== Segment start ==

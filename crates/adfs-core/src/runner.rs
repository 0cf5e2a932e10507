use crate::error::ExecutionFailure;
use crate::model::{EnvironmentGroup, ProfileId};
use serde::Serialize;
use std::collections::VecDeque;
use std::time::Duration;

/// One shell command bound to one profile.
#[derive(Clone, Debug)]
pub struct RunSpec {
    pub profile: ProfileId,
    pub region: Option<String>,
    pub command: String,
    pub timeout: Duration,
    pub max_output_lines: usize,
}

impl RunSpec {
    /// Environment overrides applied to the child process.
    pub fn env(&self) -> Vec<(&'static str, String)> {
        let mut vars = vec![("AWS_PROFILE", self.profile.clone())];
        if let Some(region) = self.region.as_deref().filter(|region| !region.is_empty()) {
            vars.push(("AWS_REGION", region.to_string()));
            vars.push(("AWS_DEFAULT_REGION", region.to_string()));
        }
        vars
    }
}

#[derive(Clone, Copy, Debug, Eq, PartialEq)]
pub enum OutputStream {
    Stdout,
    Stderr,
}

impl OutputStream {
    pub fn is_error(&self) -> bool {
        matches!(self, OutputStream::Stderr)
    }
}

/// Receives output lines as a child produces them.
pub trait OutputSink: Send + Sync {
    fn line(&self, stream: OutputStream, line: &str);
}

pub struct DiscardOutput;

impl OutputSink for DiscardOutput {
    fn line(&self, _stream: OutputStream, _line: &str) {}
}

/// Line buffer that keeps only the most recent `capacity` lines.
#[derive(Debug)]
pub struct CappedOutput {
    lines: VecDeque<String>,
    capacity: usize,
    dropped: usize,
}

impl CappedOutput {
    pub fn new(capacity: usize) -> Self {
        Self {
            lines: VecDeque::new(),
            capacity: capacity.max(1),
            dropped: 0,
        }
    }

    pub fn push(&mut self, line: impl Into<String>) {
        if self.lines.len() == self.capacity {
            self.lines.pop_front();
            self.dropped += 1;
        }
        self.lines.push_back(line.into());
    }

    pub fn dropped(&self) -> usize {
        self.dropped
    }

    pub fn render(&self) -> String {
        let mut out = String::new();
        if self.dropped > 0 {
            out.push_str(&format!("... {} earlier lines omitted\n", self.dropped));
        }
        for line in &self.lines {
            out.push_str(line);
            out.push('\n');
        }
        out
    }
}

/// What the child process did, before interpretation.
#[derive(Clone, Debug, Default)]
pub struct RunOutcome {
    pub exit_code: Option<i32>,
    pub timed_out: bool,
    pub stdout: String,
    pub stderr: String,
    pub duration: Duration,
}

impl RunOutcome {
    pub fn failure(&self, timeout: Duration) -> Option<ExecutionFailure> {
        if self.timed_out {
            return Some(ExecutionFailure::TimedOut(timeout.as_secs()));
        }
        match self.exit_code {
            Some(0) => None,
            Some(code) => Some(ExecutionFailure::NonZeroExit(code)),
            None => Some(ExecutionFailure::Terminated),
        }
    }
}

/// Terminal result for one profile within one dispatch.
#[derive(Clone, Debug, Serialize)]
pub struct ExecutionResult {
    pub profile: ProfileId,
    pub group: EnvironmentGroup,
    pub success: bool,
    pub skipped: bool,
    pub timed_out: bool,
    pub exit_code: Option<i32>,
    pub stdout: String,
    pub stderr: String,
    pub error: Option<String>,
    #[serde(serialize_with = "as_seconds")]
    pub duration: Duration,
    pub started_at: String,
    pub completed_at: String,
}

impl ExecutionResult {
    pub fn from_outcome(
        profile: &str,
        group: EnvironmentGroup,
        outcome: RunOutcome,
        timeout: Duration,
        started_at: String,
        completed_at: String,
    ) -> Self {
        let failure = outcome.failure(timeout);
        let error = failure.as_ref().map(|failure| {
            let stderr = outcome.stderr.trim();
            if stderr.is_empty() || outcome.timed_out {
                failure.to_string()
            } else {
                format!("{failure}: {stderr}")
            }
        });
        Self {
            profile: profile.to_string(),
            group,
            success: failure.is_none(),
            skipped: false,
            timed_out: outcome.timed_out,
            exit_code: outcome.exit_code,
            stdout: outcome.stdout,
            stderr: outcome.stderr,
            error,
            duration: outcome.duration,
            started_at,
            completed_at,
        }
    }

    /// A result for a profile that never produced an outcome.
    pub fn failed(
        profile: &str,
        group: EnvironmentGroup,
        failure: ExecutionFailure,
        timestamp: String,
    ) -> Self {
        Self {
            profile: profile.to_string(),
            group,
            success: false,
            skipped: matches!(failure, ExecutionFailure::SkippedDevFailure),
            timed_out: false,
            exit_code: None,
            stdout: String::new(),
            stderr: String::new(),
            error: Some(failure.to_string()),
            duration: Duration::ZERO,
            started_at: timestamp.clone(),
            completed_at: timestamp,
        }
    }

    /// Text shown to the client alongside the completion event.
    pub fn display_output(&self) -> Option<String> {
        let combined = match (self.stdout.trim(), self.stderr.trim()) {
            ("", "") => return None,
            (out, "") => out.to_string(),
            ("", err) => err.to_string(),
            (out, err) => format!("{out}\n{err}"),
        };
        Some(combined)
    }
}

fn as_seconds<S: serde::Serializer>(duration: &Duration, serializer: S) -> Result<S::Ok, S::Error> {
    serializer.serialize_f64(duration.as_secs_f64())
}

#[cfg(test)]
mod tests {
    use super::*;

    #[test]
    fn env_includes_region_when_known() {
        let spec = RunSpec {
            profile: "kds-ets-np".into(),
            region: Some("eu-west-1".into()),
            command: "aws s3 ls".into(),
            timeout: Duration::from_secs(5),
            max_output_lines: 10,
        };
        let env = spec.env();
        assert!(env.contains(&("AWS_PROFILE", "kds-ets-np".to_string())));
        assert!(env.contains(&("AWS_DEFAULT_REGION", "eu-west-1".to_string())));

        let bare = RunSpec { region: None, ..spec };
        assert_eq!(bare.env().len(), 1);
    }

    #[test]
    fn capped_output_drops_oldest() {
        let mut buffer = CappedOutput::new(2);
        buffer.push("one");
        buffer.push("two");
        buffer.push("three");
        assert_eq!(buffer.dropped(), 1);
        assert_eq!(buffer.render(), "... 1 earlier lines omitted\ntwo\nthree\n");
    }

    #[test]
    fn outcome_failure_distinguishes_timeout() {
        let timed_out = RunOutcome {
            timed_out: true,
            ..RunOutcome::default()
        };
        assert_eq!(
            timed_out.failure(Duration::from_secs(9)),
            Some(ExecutionFailure::TimedOut(9))
        );
        let ok = RunOutcome {
            exit_code: Some(0),
            ..RunOutcome::default()
        };
        assert_eq!(ok.failure(Duration::from_secs(1)), None);
        let bad = RunOutcome {
            exit_code: Some(2),
            stderr: "denied\n".into(),
            ..RunOutcome::default()
        };
        let result = ExecutionResult::from_outcome(
            "p",
            EnvironmentGroup::Prod,
            bad,
            Duration::from_secs(1),
            String::new(),
            String::new(),
        );
        assert!(!result.success);
        assert_eq!(result.error.as_deref(), Some("Command exited with status 2: denied"));
    }

    #[test]
    fn skipped_result_is_flagged() {
        let result = ExecutionResult::failed(
            "prod-1",
            EnvironmentGroup::Prod,
            ExecutionFailure::SkippedDevFailure,
            "now".into(),
        );
        assert!(result.skipped);
        assert!(!result.success);
        assert_eq!(result.display_output(), None);
    }
}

== Segment end ==

What you are asked to do
Make a verbatim copy of every entry shown above.

Answer section
filename crates/adfs-core/src/runner.rs
repository 0cf5e2a932e10507
use crate::error::ExecutionFailure;
use crate::model::{EnvironmentGroup, ProfileId};
use serde::Serialize;
use std::collections::VecDeque;
use std::time::Duration;

/// One shell command bound to one profile.
#[derive(Clone, Debug)]
pub struct RunSpec {
    pub profile: ProfileId,
    pub region: Option<String>,
    pub command: String,
    pub timeout: Duration,
    pub max_output_lines: usize,
}

impl RunSpec {
    /// Environment overrides applied to the child process.
    pub fn env(&self) -> Vec<(&'static str, String)> {
        let mut vars = vec![("AWS_PROFILE", self.profile.clone())];
        if let Some(region) = self.region.as_deref().filter(|region| !region.is_empty()) {
            vars.push(("AWS_REGION", region.to_string()));
            vars.push(("AWS_DEFAULT_REGION", region.to_string()));
        }
        vars
    }
}

#[derive(Clone, Copy, Debug, Eq, PartialEq)]
pub enum OutputStream {
    Stdout,
    Stderr,
}

impl OutputStream {
    pub fn is_error(&self) -> bool {
        matches!(self, OutputStream::Stderr)
    }
}

/// Receives output lines as a child produces them.
pub trait OutputSink: Send + Sync {
    fn line(&self, stream: OutputStream, line: &str);
}

pub struct DiscardOutput;

impl OutputSink for DiscardOutput {
    fn line(&self, _stream: OutputStream, _line: &str) {}
}

/// Line buffer that keeps only the most recent `capacity` lines.
#[derive(Debug)]
pub struct CappedOutput {
    lines: VecDeque<String>,
    capacity: usize,
    dropped: usize,
}

impl CappedOutput {
    pub fn new(capacity: usize) -> Self {
        Self {
            lines: VecDeque::new(),
            capacity: capacity.max(1),
            dropped: 0,
        }
    }

    pub fn push(&mut self, line: impl Into<String>) {
        if self.lines.len() == self.capacity {
            self.lines.pop_front();
            self.dropped += 1;
        }
        self.lines.push_back(line.into());
    }

    pub fn dropped(&self) -> usize {
        self.dropped
    }

    pub fn render(&self) -> String {
        let mut out = String::new();
        if self.dropped > 0 {
            out.push_str(&format!("... {} earlier lines omitted\n", self.dropped));
        }
        for line in &self.lines {
            out.push_str(line);
            out.push('\n');
        }
        out
    }
}

/// What the child process did, before interpretation.
#[derive(Clone, Debug, Default)]
pub struct RunOutcome {
    pub exit_code: Option<i32>,
    pub timed_out: bool,
    pub stdout: String,
    pub stderr: String,
    pub duration: Duration,
}

impl RunOutcome {
    pub fn failure(&self, timeout: Duration) -> Option<ExecutionFailure> {
        if self.timed_out {
            return Some(ExecutionFailure::TimedOut(timeout.as_secs()));
        }
        match self.exit_code {
            Some(0) => None,
            Some(code) => Some(ExecutionFailure::NonZeroExit(code)),
            None => Some(ExecutionFailure::Terminated),
        }
    }
}

/// Terminal result for one profile within one dispatch.
#[derive(Clone, Debug, Serialize)]
pub struct ExecutionResult {
    pub profile: ProfileId,
    pub group: EnvironmentGroup,
    pub success: bool,
    pub skipped: bool,
    pub timed_out: bool,
    pub exit_code: Option<i32>,
    pub stdout: String,
    pub stderr: String,
    pub error: Option<String>,
    #[serde(serialize_with = "as_seconds")]
    pub duration: Duration,
    pub started_at: String,
    pub completed_at: String,
}

impl ExecutionResult {
    pub fn from_outcome(
        profile: &str,
        group: EnvironmentGroup,
        outcome: RunOutcome,
        timeout: Duration,
        started_at: String,
        completed_at: String,
    ) -> Self {
        let failure = outcome.failure(timeout);
        let error = failure.as_ref().map(|failure| {
            let stderr = outcome.stderr.trim();
            if stderr.is_empty() || outcome.timed_out {
                failure.to_string()
            } else {
                format!("{failure}: {stderr}")
            }
        });
        Self {
            profile: profile.to_string(),
            group,
            success: failure.is_none(),
            skipped: false,
            timed_out: outcome.timed_out,
            exit_code: outcome.exit_code,
            stdout: outcome.stdout,
            stderr: outcome.stderr,
            error,
            duration: outcome.duration,
            started_at,
            completed_at,
        }
    }

    /// A result for a profile that never produced an outcome.
    pub fn failed(
        profile: &str,
        group: EnvironmentGroup,
        failure: ExecutionFailure,
        timestamp: String,
    ) -> Self {
        Self {
            profile: profile.to_string(),
            group,
            success: false,
            skipped: matches!(failure, ExecutionFailure::SkippedDevFailure),
            timed_out: false,
            exit_code: None,
            stdout: String::new(),
            stderr: String::new(),
            error: Some(failure.to_string()),
            duration: Duration::ZERO,
            started_at: timestamp.clone(),
            completed_at: timestamp,
        }
    }

    /// Text shown to the client alongside the completion event.
    pub fn display_output(&self) -> Option<String> {
        let combined = match (self.stdout.trim(), self.stderr.trim()) {
            ("", "") => return None,
            (out, "") => out.to_string(),
            ("", err) => err.to_string(),
            (out, err) => format!("{out}\n{err}"),
        };
        Some(combined)
    }
}

fn as_seconds<S: serde::Serializer>(duration: &Duration, serializer: S) -> Result<S::Ok, S::Error> {
    serializer.serialize_f64(duration.as_secs_f64())
}

#[cfg(test)]
mod tests {
    use super::*;

    #[test]
    fn env_includes_region_when_known() {
        let spec = RunSpec {
            profile: "kds-ets-np".into(),
            region: Some("eu-west-1".into()),
            command: "aws s3 ls".into(),
            timeout: Duration::from_secs(5),
            max_output_lines: 10,
        };
        let env = spec.env();
        assert!(env.contains(&("AWS_PROFILE", "kds-ets-np".to_string())));
        assert!(env.contains(&("AWS_DEFAULT_REGION", "eu-west-1".to_string())));

        let bare = RunSpec { region: None, ..spec };
        assert_eq!(bare.env().len(), 1);
    }

    #[test]
    fn capped_output_drops_oldest() {
        let mut buffer = CappedOutput::new(2);
        buffer.push("one");
        buffer.push("two");
        buffer.push("three");
        assert_eq!(buffer.dropped(), 1);
        assert_eq!(buffer.render(), "... 1 earlier lines omitted\ntwo\nthree\n");
    }

    #[test]
    fn outcome_failure_distinguishes_timeout() {
        let timed_out = RunOutcome {
            timed_out: true,
            ..RunOutcome::default()
        };
        assert_eq!(
            timed_out.failure(Duration::from_secs(9)),
            Some(ExecutionFailure::TimedOut(9))
        );
        let ok = RunOutcome {
            exit_code: Some(0),
            ..RunOutcome::default()
        };
        assert_eq!(ok.failure(Duration::from_secs(1)), None);
        let bad = RunOutcome {
            exit_code: Some(2),
            stderr: "denied\n".into(),
            ..RunOutcome::default()
        };
        let result = ExecutionResult::from_outcome(
            "p",
            EnvironmentGroup::Prod,
            bad,
            Duration::from_secs(1),
            String::new(),
            String::new(),
        );
        assert!(!result.success);
        assert_eq!(result.error.as_deref(), Some("Command exited with status 2: denied"));
    }

    #[test]
    fn skipped_result_is_flagged() {
        let result = ExecutionResult::failed(
            "prod-1",
            EnvironmentGroup::Prod,
            ExecutionFailure::SkippedDevFailure,
            "now".into(),
        );
        assert!(result.skipped);
        assert!(!result.success);
        assert_eq!(result.display_output(), None);
    }
}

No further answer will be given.